* ASSIGNMENT:
Under this line are the records; write out word for word the part that begins at the line containing "use super::*;" and ends at the line containing "filename src/srt.rs", and no more.

* RECORDS PROVIDED:

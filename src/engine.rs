//! Process-wide bootstrap: wires persistence, the event bus, the model and
//! media supervisors, the job queue, and the single pipeline worker thread
//! into one `AppState` the HTTP surface serves from. Grounded in the
//! teacher's `TranscodingEngine::new()` + `spawn_worker` shape
//! (`transcoding/engine.rs`), generalized from an ffmpeg transcode queue to
//! the fixed subtitle pipeline stage machine.

use std::sync::Arc;
use std::thread;
use std::time::Duration;

use tracing::{error, info, warn};

use crate::backends::{CopySeparator, FfmpegArtifactGenerator, FfmpegTranscoder, PassthroughAligner, StubRecognizer};
use crate::circuit_engine::CircuitEngineConfig;
use crate::config::Config;
use crate::domain::{JobStatus, SentenceSplitConfig};
use crate::events::EventBus;
use crate::http::{router, AppState};
use crate::media_supervisor::MediaSupervisor;
use crate::models::{HardwareProfile, ModelSupervisor, NoopLoader};
use crate::persistence::{ensure_root, load_all_jobs, load_queue_state, CheckpointStore, JobPaths};
use crate::pipeline::{PipelineContext, PipelineRunner};
use crate::queue::JobQueue;
use crate::shutdown::ShutdownSupervisor;

/// Selects a hardware profile conservatively. A real deployment would probe
/// the GPU; without that seam (spec.md §1 out of scope), default to the
/// most restrictive profile and let `--model-cache-dir`/env overrides steer
/// behavior instead.
fn detect_hardware_profile() -> HardwareProfile {
    HardwareProfile::NoGpu
}

pub struct Engine {
    pub state: AppState,
}

impl Engine {
    /// Runs the full startup sequence (spec.md §4.9 restart bootstrap):
    /// ensure the root layout exists, rehydrate the queue and job records
    /// from disk, construct every component, and spawn the background
    /// workers that keep them moving.
    pub fn bootstrap(config: Config) -> anyhow::Result<Self> {
        ensure_root(&config.root)?;
        let jobs_dir = config.jobs_dir();
        std::fs::create_dir_all(&jobs_dir)?;

        let events = Arc::new(EventBus::new());
        let checkpoints = Arc::new(CheckpointStore::new(jobs_dir.clone()));
        let queue = Arc::new(JobQueue::new(events.clone(), checkpoints.clone(), config.queue_state_path(), jobs_dir.clone()));

        let persisted_queue = load_queue_state(&config.queue_state_path());
        let jobs = load_all_jobs(&jobs_dir);
        info!(job_count = jobs.len(), "restoring jobs from disk");
        queue.restore(jobs, persisted_queue);

        let ffmpeg_path = "ffmpeg".to_string();
        let ffprobe_path = "ffprobe".to_string();

        let media_generator = Arc::new(FfmpegArtifactGenerator { ffmpeg_path: ffmpeg_path.clone() });
        let media = MediaSupervisor::new(config.max_media_workers, media_generator, events.clone());

        let hardware = detect_hardware_profile();
        let models = Arc::new(ModelSupervisor::new(hardware, Box::new(NoopLoader)));

        let shutdown = Arc::new(ShutdownSupervisor::new(Duration::from_secs(config.heartbeat_interval_secs)));

        let config = Arc::new(config);
        let state = AppState {
            config: config.clone(),
            queue: queue.clone(),
            events: events.clone(),
            checkpoints: checkpoints.clone(),
            media: media.clone(),
            models: models.clone(),
            shutdown: shutdown.clone(),
        };

        spawn_pipeline_worker(state.clone(), models, hardware, ffmpeg_path, ffprobe_path);
        spawn_heartbeat_task(events.clone());
        spawn_pending_media_recovery(state.clone());

        Ok(Engine { state })
    }

    pub fn router(&self) -> axum::Router {
        router(self.state.clone())
    }

    /// Resolves once it is safe to begin a graceful drain: either an
    /// explicit `/api/shutdown` call, or every connected client has gone
    /// quiet for longer than the configured grace window (spec.md §4.10).
    /// A startup grace period equal to the configured window is honored
    /// first so a freshly started server is not mistaken for an abandoned
    /// one before any client has had a chance to register.
    pub async fn shutdown_signal(&self) {
        tokio::time::sleep(self.state.shutdown_grace_window()).await;
        loop {
            let jobs_active = self.state.has_active_jobs();
            if self.state.shutdown.grace_window_elapsed(jobs_active) {
                info!("heartbeat grace window elapsed, draining");
                self.drain().await;
                return;
            }
            tokio::time::sleep(Duration::from_secs(1)).await;
        }
    }

    /// Stops accepting new work, cancels any running job (its checkpoint is
    /// already up to date since the pipeline runner persists it after every
    /// segment), drops every event subscriber, and releases all resident
    /// model handles (spec.md §4.10).
    async fn drain(&self) {
        if let Some(running_id) = self.state.queue.queue_status().running {
            info!(job_id = %running_id, "cancelling running job for shutdown");
            let _ = self.state.queue.cancel(&running_id, false);
        }
        self.state.events.drain();
        self.state.models.drain();
    }
}

fn spawn_heartbeat_task(events: Arc<EventBus>) {
    tokio::spawn(async move {
        let mut ticker = tokio::time::interval(EventBus::heartbeat_interval());
        loop {
            ticker.tick().await;
            events.tick_heartbeat();
        }
    });
}

/// Jobs that were mid-flight at crash time still have a checkpoint but no
/// media derived yet; kick off generation for anything the restart found
/// already finished so the editor has something to show immediately.
fn spawn_pending_media_recovery(state: AppState) {
    tokio::spawn(async move {
        for job in state.queue.list() {
            if job.status == JobStatus::Finished {
                let paths = JobPaths::new(state.config.job_dir(&job.id));
                state.media.request_all(&job.id, std::path::PathBuf::from(job.input_media_path), paths);
            }
        }
    });
}

fn spawn_pipeline_worker(
    state: AppState,
    models: Arc<ModelSupervisor>,
    hardware: HardwareProfile,
    ffmpeg_path: String,
    ffprobe_path: String,
) {
    thread::Builder::new()
        .name("pipeline-worker".to_string())
        .spawn(move || {
            let transcoder = Arc::new(FfmpegTranscoder { ffmpeg_path: ffmpeg_path.clone(), ffprobe_path: ffprobe_path.clone() });
            let primary_recognizer = Arc::new(StubRecognizer { confidence: 0.92 });
            let fallback_recognizer = Arc::new(StubRecognizer { confidence: 0.98 });
            let aligner = Arc::new(PassthroughAligner);
            let separator = Arc::new(CopySeparator);

            loop {
                let (job_id, cancel, pause) = state.queue.take_next();
                let mut job = match state.queue.get(&job_id) {
                    Some(job) => job,
                    None => {
                        warn!(job_id, "worker popped a job id with no backing record, skipping");
                        continue;
                    }
                };

                let paths = JobPaths::new(state.config.job_dir(&job_id));
                let ctx = PipelineContext {
                    checkpoints: state.checkpoints.clone(),
                    events: state.events.clone(),
                    models: models.clone(),
                    hardware,
                    paths: paths.clone(),
                    transcoder: transcoder.clone(),
                    primary_recognizer: primary_recognizer.clone(),
                    fallback_recognizer: fallback_recognizer.clone(),
                    aligner: aligner.clone(),
                    separator: separator.clone(),
                    circuit_config: CircuitEngineConfig::default(),
                    sentence_config: SentenceSplitConfig::default(),
                    cancel,
                    pause,
                };

                let runner = PipelineRunner::new(ctx);
                if let Err(err) = runner.run(&mut job) {
                    error!(job_id = %job.id, error = %err, "pipeline run ended in error");
                    job.status = JobStatus::Failed;
                    job.last_error = Some(err.to_string());
                }

                if job.status == JobStatus::Finished {
                    job.output_subtitle_path = Some(paths.output_srt().display().to_string());
                    state.media.request_all(&job_id, std::path::PathBuf::from(job.input_media_path.clone()), paths);
                }

                state.queue.settle(&job_id, job);
            }
        })
        .expect("failed to spawn pipeline worker thread");
}

impl AppState {
    fn shutdown_grace_window(&self) -> Duration {
        Duration::from_secs(self.config.heartbeat_interval_secs)
    }

    fn has_active_jobs(&self) -> bool {
        let status = self.queue.queue_status();
        status.running.is_some() || !status.queue.is_empty()
    }
}
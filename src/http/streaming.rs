use std::convert::Infallible;
use std::time::Duration;

use async_stream::stream;
use axum::extract::{Path, State};
use axum::response::sse::{Event as SseEvent, KeepAlive, Sse};
use futures_util::Stream;

use crate::domain::{Event, EventChannel, EventKind};
use crate::error::{AppError, AppResult};

use super::state::AppState;

/// Maps an event to the SSE `event:` name spec.md §6 assigns it. The
/// per-job channel calls progress updates `progress`; the global channel
/// calls the same payload `job_progress` — the two streams are documented
/// with different vocabularies even though they carry the same `EventKind`.
fn sse_event_name(kind: &EventKind, is_job_channel: bool) -> &'static str {
    match kind {
        EventKind::InitialState { .. } => "initial_state",
        EventKind::QueueUpdate { .. } => "queue_update",
        EventKind::JobStatus { .. } => "job_status",
        EventKind::JobProgress { .. } => {
            if is_job_channel {
                "progress"
            } else {
                "job_progress"
            }
        }
        EventKind::Fragment { .. } => "fragment",
        EventKind::Signal { .. } => "signal",
        EventKind::Ping { .. } => "ping",
    }
}

fn to_sse_event(event: Event, is_job_channel: bool) -> Result<SseEvent, Infallible> {
    let name = sse_event_name(&event.kind, is_job_channel);
    let payload = serde_json::json!({ "monotonicId": event.monotonic_id, "data": event.kind });
    Ok(SseEvent::default().event(name).json_data(payload).unwrap_or_else(|_| SseEvent::default().event(name)))
}

/// `GET /api/stream/{job_id}` — per-job SSE. First message is always
/// `initial_state`, built from the current in-memory snapshot immediately
/// before subscribing (spec.md §4.2: "reconnect is full refetch").
pub async fn job_stream(
    State(state): State<AppState>,
    Path(job_id): Path<String>,
) -> AppResult<Sse<impl Stream<Item = Result<SseEvent, Infallible>>>> {
    let job = state.queue.get(&job_id).ok_or_else(|| AppError::Validation(format!("unknown job id {job_id}")))?;
    let media = state.media.artifacts(&job_id);
    let snapshot = serde_json::json!({ "job": job, "media": media });

    let mut rx = state.events.subscribe(EventChannel::Job { job_id: job_id.clone() }, snapshot);
    let stream = stream! {
        while let Some(event) = rx.recv().await {
            yield to_sse_event(event, true);
        }
    };
    Ok(Sse::new(stream).keep_alive(KeepAlive::new().interval(Duration::from_secs(10))))
}

/// `GET /api/events/global` — queue-scope SSE.
pub async fn global_stream(
    State(state): State<AppState>,
) -> Sse<impl Stream<Item = Result<SseEvent, Infallible>>> {
    let snapshot = serde_json::to_value(state.queue.queue_status()).unwrap_or(serde_json::Value::Null);
    let mut rx = state.events.subscribe(EventChannel::Global, snapshot);
    let stream = stream! {
        while let Some(event) = rx.recv().await {
            yield to_sse_event(event, false);
        }
    };
    Sse::new(stream).keep_alive(KeepAlive::new().interval(Duration::from_secs(10)))
}
fn reject_settings_drift(original: &EngineSettings, requested: &EngineSettings) -> Result<(), AppError> {
    if original.model_id != requested.model_id || original.device != requested.device || original.compute_precision != requested.compute_precision {
        return Err(AppError::Validation(
            "restart requested with model-identity settings that differ from the checkpoint; use a fresh run instead".into(),
        ));
    }
    Ok(())
}

fn recognize_with_retry(
    recognizer: &dyn Recognizer,
    path: &std::path::Path,
    model_id: &str,
    max_attempts: u32,
) -> Result<crate::domain::TranscriptionFragment, AppError> {
    let mut last_err = None;
    for attempt in 0..max_attempts {
        match recognizer.transcribe_segment(path, model_id) {
            Ok(fragment) => return Ok(fragment),
            Err(err) => {
                last_err = Some(err);
                std::thread::sleep(Duration::from_millis(50 * 2u64.pow(attempt)));
            }
        }
    }
    Err(last_err.unwrap_or_else(|| AppError::Internal("recognizer retry loop exited without an error".into())))
}
use std::path::Path;

use crate::domain::ArtifactKind;
use crate::error::AppError;
use crate::persistence::JobPaths;

/// Produces one derived media artifact (spec.md §4.7). The actual codec/
/// waveform/thumbnail tooling is out of scope (spec.md §1); a real
/// implementation shells out the same way the transcoding engine this was
/// modeled on invokes ffmpeg.
pub trait ArtifactGenerator: Send + Sync {
    fn generate(&self, kind: ArtifactKind, input_media_path: &Path, paths: &JobPaths) -> Result<(), AppError>;
}
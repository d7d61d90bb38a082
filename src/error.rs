use axum::http::StatusCode;
use axum::response::{IntoResponse, Response};
use serde::Serialize;
use thiserror::Error;

/// Error taxonomy (spec.md §7) — kinds, not class names.
#[derive(Debug, Error)]
pub enum AppError {
    #[error("validation: {0}")]
    Validation(String),

    #[error("io: {0}")]
    Io(String),

    #[error("external tool failed: {0}")]
    ExternalTool(String),

    #[error("model load failed: {variant}")]
    ModelLoadFailed { variant: String },

    #[error("circuit break: {0}")]
    CircuitBreak(String),

    #[error("cancelled")]
    Cancelled,

    #[error("internal: {0}")]
    Internal(String),
}

impl AppError {
    pub fn code(&self) -> &'static str {
        match self {
            AppError::Validation(_) => "validation",
            AppError::Io(_) => "io",
            AppError::ExternalTool(_) => "external_tool",
            AppError::ModelLoadFailed { .. } => "model_load_failed",
            AppError::CircuitBreak(_) => "circuit_break",
            AppError::Cancelled => "cancelled",
            AppError::Internal(_) => "internal",
        }
    }

    fn status(&self) -> StatusCode {
        match self {
            AppError::Validation(_) => StatusCode::BAD_REQUEST,
            AppError::Io(_) => StatusCode::INTERNAL_SERVER_ERROR,
            AppError::ExternalTool(_) => StatusCode::INTERNAL_SERVER_ERROR,
            AppError::ModelLoadFailed { .. } => StatusCode::INTERNAL_SERVER_ERROR,
            AppError::CircuitBreak(_) => StatusCode::UNPROCESSABLE_ENTITY,
            AppError::Cancelled => StatusCode::CONFLICT,
            AppError::Internal(_) => StatusCode::INTERNAL_SERVER_ERROR,
        }
    }
}

#[derive(Serialize)]
struct ErrorBody {
    code: &'static str,
    detail: String,
}

impl IntoResponse for AppError {
    fn into_response(self) -> Response {
        let status = self.status();
        let body = ErrorBody { code: self.code(), detail: self.to_string() };
        (status, axum::Json(body)).into_response()
    }
}

impl From<anyhow::Error> for AppError {
    fn from(err: anyhow::Error) -> Self {
        AppError::Internal(err.to_string())
    }
}

impl From<std::io::Error> for AppError {
    fn from(err: std::io::Error) -> Self {
        AppError::Io(err.to_string())
    }
}

pub type AppResult<T> = Result<T, AppError>;

#[cfg(test)]
mod tests {
    use super::*;

    #[test]
    fn codes_match_taxonomy_kinds() {
        assert_eq!(AppError::Validation("x".into()).code(), "validation");
        assert_eq!(AppError::ModelLoadFailed { variant: "v".into() }.code(), "model_load_failed");
        assert_eq!(AppError::Cancelled.code(), "cancelled");
    }
}
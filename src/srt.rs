//! SRT subtitle codec (spec.md §6: "Standard numbered blocks; timestamps
//! `HH:MM:SS,mmm`; blank line separators; UTF-8 with no BOM"). SRT is the
//! only export format in scope (spec.md §1) — VTT/TXT/JSON writers are not
//! implemented here.

use crate::domain::Sentence;
use crate::error::AppError;

fn format_timestamp(ms: u64) -> String {
    let hours = ms / 3_600_000;
    let minutes = (ms % 3_600_000) / 60_000;
    let seconds = (ms % 60_000) / 1_000;
    let millis = ms % 1_000;
    format!("{hours:02}:{minutes:02}:{seconds:02},{millis:03}")
}

fn parse_timestamp(text: &str) -> Option<u64> {
    let (hms, millis) = text.split_once(',')?;
    let mut parts = hms.split(':');
    let hours: u64 = parts.next()?.parse().ok()?;
    let minutes: u64 = parts.next()?.parse().ok()?;
    let seconds: u64 = parts.next()?.parse().ok()?;
    let millis: u64 = millis.parse().ok()?;
    Some(hours * 3_600_000 + minutes * 60_000 + seconds * 1_000 + millis)
}

/// Renders time-sorted sentences as an SRT document. Callers are expected
/// to have already sorted `sentences` by `start_ms`.
pub fn render(sentences: &[Sentence]) -> String {
    let mut out = String::new();
    for (i, sentence) in sentences.iter().enumerate() {
        out.push_str(&(i + 1).to_string());
        out.push('\n');
        out.push_str(&format_timestamp(sentence.start_ms));
        out.push_str(" --> ");
        out.push_str(&format_timestamp(sentence.end_ms));
        out.push('\n');
        out.push_str(sentence.text.trim());
        out.push_str("\n\n");
    }
    out
}

/// Parses an SRT document back into the canonical sentence form (spec.md §8
/// round-trip property: "any SRT is parseable back ... with bit-identical
/// timings"). Word-level timing is not recoverable from SRT and is left
/// empty.
pub fn parse(document: &str) -> Result<Vec<Sentence>, AppError> {
    let mut sentences = Vec::new();
    let normalized = document.replace("\r\n", "\n");
    for block in normalized.split("\n\n") {
        let block = block.trim();
        if block.is_empty() {
            continue;
        }
        let mut lines = block.lines();
        let _index = lines.next().ok_or_else(|| AppError::Validation("srt block missing index line".into()))?;
        let timing = lines.next().ok_or_else(|| AppError::Validation("srt block missing timing line".into()))?;
        let (start_text, end_text) = timing
            .split_once(" --> ")
            .ok_or_else(|| AppError::Validation(format!("malformed srt timing line: {timing}")))?;
        let start_ms = parse_timestamp(start_text.trim())
            .ok_or_else(|| AppError::Validation(format!("malformed srt timestamp: {start_text}")))?;
        let end_ms = parse_timestamp(end_text.trim())
            .ok_or_else(|| AppError::Validation(format!("malformed srt timestamp: {end_text}")))?;
        let text = lines.collect::<Vec<_>>().join("\n");
        sentences.push(Sentence { text, start_ms, end_ms, confidence: 1.0, words: Vec::new() });
    }
    Ok(sentences)
}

* RESPONSE TO THIS EXERCISE:
    use super::*;

    #[test]
    fn codes_match_taxonomy_kinds() {
        assert_eq!(AppError::Validation("x".into()).code(), "validation");
        assert_eq!(AppError::ModelLoadFailed { variant: "v".into() }.code(), "model_load_failed");
        assert_eq!(AppError::Cancelled.code(), "cancelled");
    }
}
filename src/srt.rs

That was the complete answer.